A group of Jewish Americans sued Airbnb Inc on Wednesday in U.S. federal court for religious discrimination over its decision last week to remove listings of homes in Jewish communities of Judea and Samaria in Israel.
The 18 plaintiffs, including Israeli-American families and individuals who own or wish to rent affected homes, accused Airbnb of redlining Jewish-owned properties while letting Muslims and Christians rent their homes.
The complaint was filed in federal court in Delaware, where Airbnb is incorporated, and which the plaintiffs said has jurisdiction over the San Francisco-based company’s violation of U.S. laws against housing discrimination.

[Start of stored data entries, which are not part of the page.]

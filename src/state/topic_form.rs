//! New-topic dialog state.
//!
//! Holds the three form fields and which one has the cursor. The draft
//! survives closing the dialog and is only cleared by a successful submit.

use crate::data::Category;

#[derive(Debug, Clone, Copy, PartialEq, Eq, Default)]
pub enum FormField {
    #[default]
    Title,
    Category,
    Content,
}

impl FormField {
    pub fn next(self) -> Self {
        match self {
            FormField::Title => FormField::Category,
            FormField::Category => FormField::Content,
            FormField::Content => FormField::Title,
        }
    }

    pub fn prev(self) -> Self {
        match self {
            FormField::Title => FormField::Content,
            FormField::Category => FormField::Title,
            FormField::Content => FormField::Category,
        }
    }

    /// Whether typed characters go into this field.
    pub fn is_text(self) -> bool {
        !matches!(self, FormField::Category)
    }
}

#[derive(Debug, Clone, Default)]
pub struct TopicFormState {
    pub open: bool,
    pub field: FormField,
    pub title: String,
    pub category: Category,
    pub content: String,
    default_category: Category,
}

impl TopicFormState {
    pub fn new(default_category: Category) -> Self {
        Self {
            category: default_category,
            default_category,
            ..Default::default()
        }
    }

    pub fn open(&mut self) {
        self.open = true;
    }

    pub fn close(&mut self) {
        self.open = false;
    }

    /// Clears the fields and closes the dialog after a successful submit.
    pub fn reset_and_close(&mut self) {
        self.title.clear();
        self.content.clear();
        self.category = self.default_category;
        self.field = FormField::Title;
        self.open = false;
    }

    pub fn next_field(&mut self) {
        self.field = self.field.next();
    }

    pub fn prev_field(&mut self) {
        self.field = self.field.prev();
    }

    pub fn next_category(&mut self) {
        self.category = self.category.next();
    }

    pub fn prev_category(&mut self) {
        self.category = self.category.prev();
    }

    /// Appends to the focused text field. Ignored on the category selector.
    pub fn append_char(&mut self, c: char) {
        match self.field {
            FormField::Title => self.title.push(c),
            FormField::Content => self.content.push(c),
            FormField::Category => {}
        }
    }

    /// Removes the last character of the focused text field.
    ///
    /// Returns `true` if a character was removed.
    pub fn pop_char(&mut self) -> bool {
        match self.field {
            FormField::Title => self.title.pop().is_some(),
            FormField::Content => self.content.pop().is_some(),
            FormField::Category => false,
        }
    }

    /// Returns `true` when both title and content have non-blank text.
    pub fn is_submittable(&self) -> bool {
        !self.title.trim().is_empty() && !self.content.trim().is_empty()
    }
}

#[cfg(test)]
mod tests {
    use super::*;

    #[test]
    fn test_new_uses_default_category() {
        let form = TopicFormState::new(Category::Guides);
        assert!(!form.open);
        assert_eq!(form.field, FormField::Title);
        assert_eq!(form.category, Category::Guides);
    }

    #[test]
    fn test_field_cycle() {
        let mut form = TopicFormState::new(Category::Discussions);
        form.next_field();
        assert_eq!(form.field, FormField::Category);
        form.next_field();
        assert_eq!(form.field, FormField::Content);
        form.next_field();
        assert_eq!(form.field, FormField::Title);
        form.prev_field();
        assert_eq!(form.field, FormField::Content);
    }

    #[test]
    fn test_typing_goes_to_focused_field() {
        let mut form = TopicFormState::new(Category::Discussions);
        form.append_char('a');
        form.next_field();
        form.append_char('z');
        form.next_field();
        form.append_char('b');
        assert_eq!(form.title, "a");
        assert_eq!(form.content, "b");
        assert!(form.pop_char());
        assert_eq!(form.content, "");
        assert!(!form.pop_char());
    }

    #[test]
    fn test_category_selector_cycles() {
        let mut form = TopicFormState::new(Category::Discussions);
        form.next_category();
        assert_eq!(form.category, Category::Guides);
        form.prev_category();
        form.prev_category();
        assert_eq!(form.category, Category::News);
    }

    #[test]
    fn test_submittable_requires_both_fields() {
        let mut form = TopicFormState::new(Category::Discussions);
        form.title = "  ".into();
        form.content = "body".into();
        assert!(!form.is_submittable());
        form.title = "title".into();
        assert!(form.is_submittable());
        form.content = "\n".into();
        assert!(!form.is_submittable());
    }

    #[test]
    fn test_close_keeps_draft_reset_clears_it() {
        let mut form = TopicFormState::new(Category::Bugs);
        form.open();
        form.title = "draft".into();
        form.next_category();
        form.close();
        assert!(!form.open);
        assert_eq!(form.title, "draft");

        form.open();
        form.content = "body".into();
        form.next_field();
        form.reset_and_close();
        assert!(!form.open);
        assert_eq!(form.title, "");
        assert_eq!(form.content, "");
        assert_eq!(form.category, Category::Bugs);
        assert_eq!(form.field, FormField::Title);
    }
}
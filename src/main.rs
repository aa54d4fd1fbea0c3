use forum::{logging, App, ForumConfig};

fn main() -> color_eyre::Result<()> {
    color_eyre::install()?;
    let config = ForumConfig::load()?;
    logging::init_tracing(&config)?;

    let terminal = ratatui::init();
    let result = App::new(config).run(terminal);
    ratatui::restore();
    if let Err(e) = &result {
        tracing::error!(error = %e, "forum exited with an error");
    }
    result
}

“Airbnb has made a religion and nationality-based decision about who can list,” Robert Tolchin, a lawyer for the plaintiffs, said in an interview. “It decided in the United States, ‘We will not list for Jews in the West Bank.’ It should be equal access for all.”
A separate lawsuit challenging Airbnb’s policy was filed in a Jerusalem court on Nov. 22.
The Delaware case differed by claiming that “Airbnb is violating Americans’ rights, and this can’t be argued in an Israeli court under Israeli law,” Nitsana Darshan-Leitner, another lawyer for the plaintiffs, said in an interview.
“A company that has no qualms about renting apartments in dictatorships around the world and in places that have no relationship with human rights is singling out Israel. This can only be a result of anti-Semitism or surrendering to terrorism – or both,” the Judea and Samaria Council said last week.
The city council of Beverly Hills in California voted unanimously last week to withdraw apartment listings for the city from Airbnb in response.